EXERCISE BRIEF: Your answer should consist only of the lines below from the one with "pub fn wheel_view(props: &WheelViewProps)" through the one with "on the center", copied exactly.

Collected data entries
════════════════════
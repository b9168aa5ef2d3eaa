use yew::prelude::*;

use crate::config::{SPIN_DURATION_MS, SPIN_EASING};
use crate::wheel::{conic_gradient, label_rotation};

#[derive(Properties, PartialEq, Clone)]
pub struct WheelViewProps {
    pub prizes: Vec<String>,
    /// Cumulative rotation in degrees.
    pub rotation: f64,
}

/// Fully regenerated from props on every render.
#[function_component(WheelView)]
pub fn wheel_view(props: &WheelViewProps) -> Html {
    let count = props.prizes.len();
    let disc_style = format!(
        "position:relative; width:340px; height:340px; border-radius:50%; border:6px solid #30363d; box-sizing:border-box; overflow:hidden; background:{}; transform:rotate({}deg); transition:transform {}ms {};",
        conic_gradient(count),
        props.rotation,
        SPIN_DURATION_MS,
        SPIN_EASING
    );
    // each label is a zero-height bar from the center to the rim, pivoting on the center
    let labels = props.prizes.iter().enumerate().map(|(i, prize)| {
        let style = format!(
            "position:absolute; top:50%; left:50%; width:50%; height:0; transform-origin:0 0; transform:rotate({}deg);",
            label_rotation(i, count)
        );
        html! {
            <div class="wheel-label" style={style}>
                <span style="position:absolute; right:18px; top:0; transform:translateY(-50%); max-width:65%; overflow:hidden; text-overflow:ellipsis; white-space:nowrap; font-size:14px; font-weight:600; color:#1f2328;">
                    { prize.clone() }
                </span>
            </div>
        }
    });

    html! {
        <div style="position:relative; padding-top:14px;">
            <div style="position:absolute; top:0; left:50%; transform:translateX(-50%); width:0; height:0; border-left:14px solid transparent; border-right:14px solid transparent; border-top:28px solid #f85149; z-index:2;"></div>
            <div class="wheel-disc" style={disc_style}>
                { for labels }
            </div>
        </div>
    }
}
//! Parsers for the two configuration fields. Both run on every input event.

use crate::config::RECOMMENDED_MAX_PRIZES;
use crate::error::WinRateError;

/// One prize per non-blank line, trimmed, order and duplicates kept.
pub fn parse_prizes(text: &str) -> Vec<String> {
    text.split('\n')
        .map(str::trim)
        .filter(|line| !line.is_empty())
        .map(str::to_owned)
        .collect()
}

pub fn parse_win_rate(text: &str) -> Result<f64, WinRateError> {
    let trimmed = text.trim();
    let value: f64 = trimmed
        .parse()
        .map_err(|_| WinRateError::NotANumber(trimmed.to_owned()))?;
    // "inf" and "NaN" parse as f64 but are not usable rates
    if !value.is_finite() {
        return Err(WinRateError::NotANumber(trimmed.to_owned()));
    }
    if !(0.0..=100.0).contains(&value) {
        return Err(WinRateError::OutOfRange(value));
    }
    Ok(value)
}

pub fn exceeds_recommended(count: usize) -> bool {
    count > RECOMMENDED_MAX_PRIZES
}
use super::prize_wheel::PrizeWheel;
use yew::prelude::*;

#[function_component(App)]
pub fn app() -> Html {
    html! {
        <div id="root" style="min-height:100vh; display:flex; flex-direction:column; align-items:center; padding:24px 12px; box-sizing:border-box;">
            <h1 style="margin:0 0 8px 0; font-size:26px; color:#58a6ff;">{"Prize Wheel"}</h1>
            <p style="margin:0 0 16px 0; opacity:0.75; font-size:14px;">{"Enter your prizes, set the win rate, and spin."}</p>
            <PrizeWheel />
        </div>
    }
}
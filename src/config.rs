//! Fixed widget constants and the user-editable configuration.

use serde::{Deserialize, Serialize};

/// Sector colors, assigned cyclically (`PALETTE[i % 10]`).
pub const PALETTE: [&str; 10] = [
    "#FECACA", // red
    "#FDE68A", // amber
    "#A7F3D0", // emerald
    "#BFDBFE", // blue
    "#DDD6FE", // violet
    "#FBCFE8", // pink
    "#C7D2FE", // indigo
    "#99F6E4", // teal
    "#FED7AA", // orange
    "#E9D5FF", // purple
];

/// Full extra turns added to every spin.
pub const MIN_SPINS: u32 = 5;
/// Length of the spin transition; the disclosure timer uses the same value.
pub const SPIN_DURATION_MS: u32 = 4000;
pub const SPIN_EASING: &str = "cubic-bezier(0.17, 0.67, 0.12, 0.99)";
pub const DEFAULT_WIN_RATE: f64 = 50.0;
/// UX guideline only, more prizes are still rendered.
pub const RECOMMENDED_MAX_PRIZES: usize = 10;
pub const DEFAULT_PRIZE_COUNT: usize = 5;

pub fn default_prizes() -> Vec<String> {
    (1..=DEFAULT_PRIZE_COUNT).map(|i| format!("Prize {}", i)).collect()
}

#[derive(Clone, Debug, PartialEq, Serialize, Deserialize)]
pub struct Configuration {
    /// Display order is insertion order; duplicates allowed.
    pub prizes: Vec<String>,
    /// Percentage in [0, 100].
    pub win_rate: f64,
}

impl Default for Configuration {
    fn default() -> Self {
        Self {
            prizes: default_prizes(),
            win_rate: DEFAULT_WIN_RATE,
        }
    }
}

impl Configuration {
    pub fn is_startable(&self) -> bool {
        !self.prizes.is_empty() && (0.0..=100.0).contains(&self.win_rate)
    }

    /// Text-area representation, one prize per line.
    pub fn as_text(&self) -> String {
        self.prizes.join("\n")
    }

    pub fn rate_text(&self) -> String {
        format!("{}", self.win_rate)
    }
}
use thiserror::Error;

/// Reasons a spin refuses to start.
#[derive(Clone, Debug, PartialEq, Eq, Error)]
pub enum SpinError {
    #[error("Please enter at least one prize")]
    NoPrizes,
    #[error("a spin is already in progress")]
    AlreadySpinning,
}

#[derive(Clone, Debug, PartialEq, Error)]
pub enum WinRateError {
    #[error("win rate must be a number, got {0:?}")]
    NotANumber(String),
    #[error("win rate must be between 0 and 100, got {0}")]
    OutOfRange(f64),
}
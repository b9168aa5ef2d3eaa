//! Spin Resolver: decides win/lose, picks the landing sector and computes how
//! far the wheel has to turn to show it under the pointer.
//!
//! The win roll and the sector pick are independent. A loss can stop on any
//! sector, and on a win the disclosed prize is the sector the wheel stops on.

use serde::Serialize;

use crate::config::Configuration;
use crate::error::SpinError;
use crate::model::WheelState;
use crate::wheel;

/// Uniform source of values in `[0, 1)`.
pub trait RandomSource {
    fn next_unit(&mut self) -> f64;
}

/// Browser `Math.random()`.
pub struct JsRandom;

impl RandomSource for JsRandom {
    fn next_unit(&mut self) -> f64 {
        js_sys::Math::random()
    }
}

/// Random values for one spin, drawn before the state transition runs.
#[derive(Clone, Copy, Debug, PartialEq)]
pub struct SpinDraw {
    /// Scaled to `[0, 100)` and compared against the win rate.
    pub roll: f64,
    /// Scaled to `[0, prize_count)` to pick the landing sector.
    pub sector_unit: f64,
}

impl SpinDraw {
    pub fn from_source<R: RandomSource + ?Sized>(rng: &mut R) -> Self {
        let roll = rng.next_unit();
        let sector_unit = rng.next_unit();
        Self { roll, sector_unit }
    }
}

#[derive(Clone, Debug, PartialEq, Serialize)]
pub struct SpinOutcome {
    pub is_win: bool,
    pub target_sector_index: usize,
    pub prize_label: String,
    pub rotation_delta: f64,
}

/// Guard for the Idle -> Spinning transition.
pub fn check_can_start(config: &Configuration, wheel_state: &WheelState) -> Result<(), SpinError> {
    if wheel_state.is_spinning {
        return Err(SpinError::AlreadySpinning);
    }
    if config.prizes.is_empty() {
        return Err(SpinError::NoPrizes);
    }
    Ok(())
}

/// Returns the outcome and the new cumulative rotation to animate to.
pub fn resolve_spin(
    config: &Configuration,
    wheel_state: &WheelState,
    draw: SpinDraw,
) -> Result<(SpinOutcome, f64), SpinError> {
    check_can_start(config, wheel_state)?;
    let count = config.prizes.len();

    // `<=` keeps a win possible at rate 0 when the roll is exactly 0
    let r = draw.roll * 100.0;
    let is_win = r <= config.win_rate;

    let target_sector_index = ((draw.sector_unit * count as f64).floor() as usize).min(count - 1);
    let rotation_delta = wheel::landing_rotation(wheel_state.rotation, target_sector_index, count);

    let outcome = SpinOutcome {
        is_win,
        target_sector_index,
        prize_label: config.prizes[target_sector_index].clone(),
        rotation_delta,
    };
    Ok((outcome, wheel_state.rotation + rotation_delta))
}

#[cfg(test)]
mod tests {
    use super::*;
    use crate::config::MIN_SPINS;
    use rand::rngs::StdRng;
    use rand::{Rng, SeedableRng};

    struct Seeded(StdRng);

    impl RandomSource for Seeded {
        fn next_unit(&mut self) -> f64 {
            self.0.random::<f64>()
        }
    }

    fn cfg(prizes: &[&str], win_rate: f64) -> Configuration {
        Configuration {
            prizes: prizes.iter().map(|p| p.to_string()).collect(),
            win_rate,
        }
    }

    fn idle(rotation: f64) -> WheelState {
        WheelState { is_spinning: false, rotation }
    }

    fn draw(roll: f64, sector_unit: f64) -> SpinDraw {
        SpinDraw { roll, sector_unit }
    }

    #[test]
    fn refuses_while_spinning() {
        let wheel = WheelState { is_spinning: true, rotation: 0.0 };
        let err = resolve_spin(&cfg(&["A"], 50.0), &wheel, draw(0.1, 0.1)).unwrap_err();
        assert_eq!(err, SpinError::AlreadySpinning);
    }

    #[test]
    fn refuses_without_prizes() {
        let err = resolve_spin(&cfg(&[], 50.0), &idle(0.0), draw(0.1, 0.1)).unwrap_err();
        assert_eq!(err, SpinError::NoPrizes);
        assert_eq!(err.to_string(), "Please enter at least one prize");
    }

    #[test]
    fn spinning_is_reported_before_missing_prizes() {
        let wheel = WheelState { is_spinning: true, rotation: 0.0 };
        assert_eq!(check_can_start(&cfg(&[], 50.0), &wheel), Err(SpinError::AlreadySpinning));
        assert_eq!(check_can_start(&cfg(&["A"], 50.0), &idle(0.0)), Ok(()));
    }

    #[test]
    fn sector_pick_is_uniform_bucket() {
        let c = cfg(&["A", "B", "C", "D"], 50.0);
        let (o, _) = resolve_spin(&c, &idle(0.0), draw(0.9, 0.0)).unwrap();
        assert_eq!(o.target_sector_index, 0);
        let (o, _) = resolve_spin(&c, &idle(0.0), draw(0.9, 0.26)).unwrap();
        assert_eq!(o.target_sector_index, 1);
        assert_eq!(o.prize_label, "B");
        let (o, _) = resolve_spin(&c, &idle(0.0), draw(0.9, 0.999_999)).unwrap();
        assert_eq!(o.target_sector_index, 3);
    }

    #[test]
    fn win_threshold_is_inclusive() {
        let c = cfg(&["A"], 25.0);
        assert!(resolve_spin(&c, &idle(0.0), draw(0.25, 0.0)).unwrap().0.is_win);
        assert!(!resolve_spin(&c, &idle(0.0), draw(0.250_001, 0.0)).unwrap().0.is_win);
    }

    #[test]
    fn zero_rate_still_wins_on_exact_zero_roll() {
        let c = cfg(&["A", "B"], 0.0);
        let (o, _) = resolve_spin(&c, &idle(0.0), draw(0.0, 0.5)).unwrap();
        assert!(o.is_win);
        let (o, _) = resolve_spin(&c, &idle(0.0), draw(f64::EPSILON, 0.5)).unwrap();
        assert!(!o.is_win);
    }

    #[test]
    fn full_rate_always_wins() {
        let mut rng = Seeded(StdRng::seed_from_u64(7));
        let c = cfg(&["A", "B", "C"], 100.0);
        let mut wheel = idle(0.0);
        for _ in 0..10_000 {
            let (o, target) = resolve_spin(&c, &wheel, SpinDraw::from_source(&mut rng)).unwrap();
            assert!(o.is_win);
            wheel.rotation = target;
        }
    }

    #[test]
    fn zero_rate_loses_for_every_positive_roll() {
        let mut rng = Seeded(StdRng::seed_from_u64(11));
        let c = cfg(&["A", "B", "C"], 0.0);
        for _ in 0..10_000 {
            let d = SpinDraw::from_source(&mut rng);
            let (o, _) = resolve_spin(&c, &idle(0.0), d).unwrap();
            assert_eq!(o.is_win, d.roll == 0.0);
        }
    }

    #[test]
    fn rotation_is_forward_and_lands_on_target() {
        let mut rng = Seeded(StdRng::seed_from_u64(3));
        let c = cfg(&["A", "B", "C", "D", "E", "F", "G"], 50.0);
        let mut wheel = idle(0.0);
        for _ in 0..10_000 {
            let (o, target) = resolve_spin(&c, &wheel, SpinDraw::from_source(&mut rng)).unwrap();
            assert!(target > wheel.rotation);
            assert!(target - wheel.rotation >= f64::from(MIN_SPINS) * 360.0 - 1e-6);
            assert!((o.rotation_delta - (target - wheel.rotation)).abs() < 1e-6);
            assert_eq!(wheel::sector_at_pointer(target, c.prizes.len()), Some(o.target_sector_index));
            assert_eq!(o.prize_label, c.prizes[o.target_sector_index]);
            wheel.rotation = target;
        }
    }

    #[test]
    fn two_prize_full_rate_discloses_landing_sector() {
        let mut rng = Seeded(StdRng::seed_from_u64(99));
        let c = cfg(&["A", "B"], 100.0);
        let mut seen = [false; 2];
        for _ in 0..1_000 {
            let (o, target) = resolve_spin(&c, &idle(123.0), SpinDraw::from_source(&mut rng)).unwrap();
            assert!(o.is_win);
            assert!(o.prize_label == "A" || o.prize_label == "B");
            let landed = wheel::sector_at_pointer(target, 2).unwrap();
            assert_eq!(c.prizes[landed], o.prize_label);
            seen[landed] = true;
        }
        assert_eq!(seen, [true, true]);
    }
}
════════════════════
EXERCISE SOLUTION:
pub fn wheel_view(props: &WheelViewProps) -> Html {
    let count = props.prizes.len();
    let disc_style = format!(
        "position:relative; width:340px; height:340px; border-radius:50%; border:6px solid #30363d; box-sizing:border-box; overflow:hidden; background:{}; transform:rotate({}deg); transition:transform {}ms {};",
        conic_gradient(count),
        props.rotation,
        SPIN_DURATION_MS,
        SPIN_EASING
    );
    // each label is a zero-height bar from the center to the rim, pivoting on the center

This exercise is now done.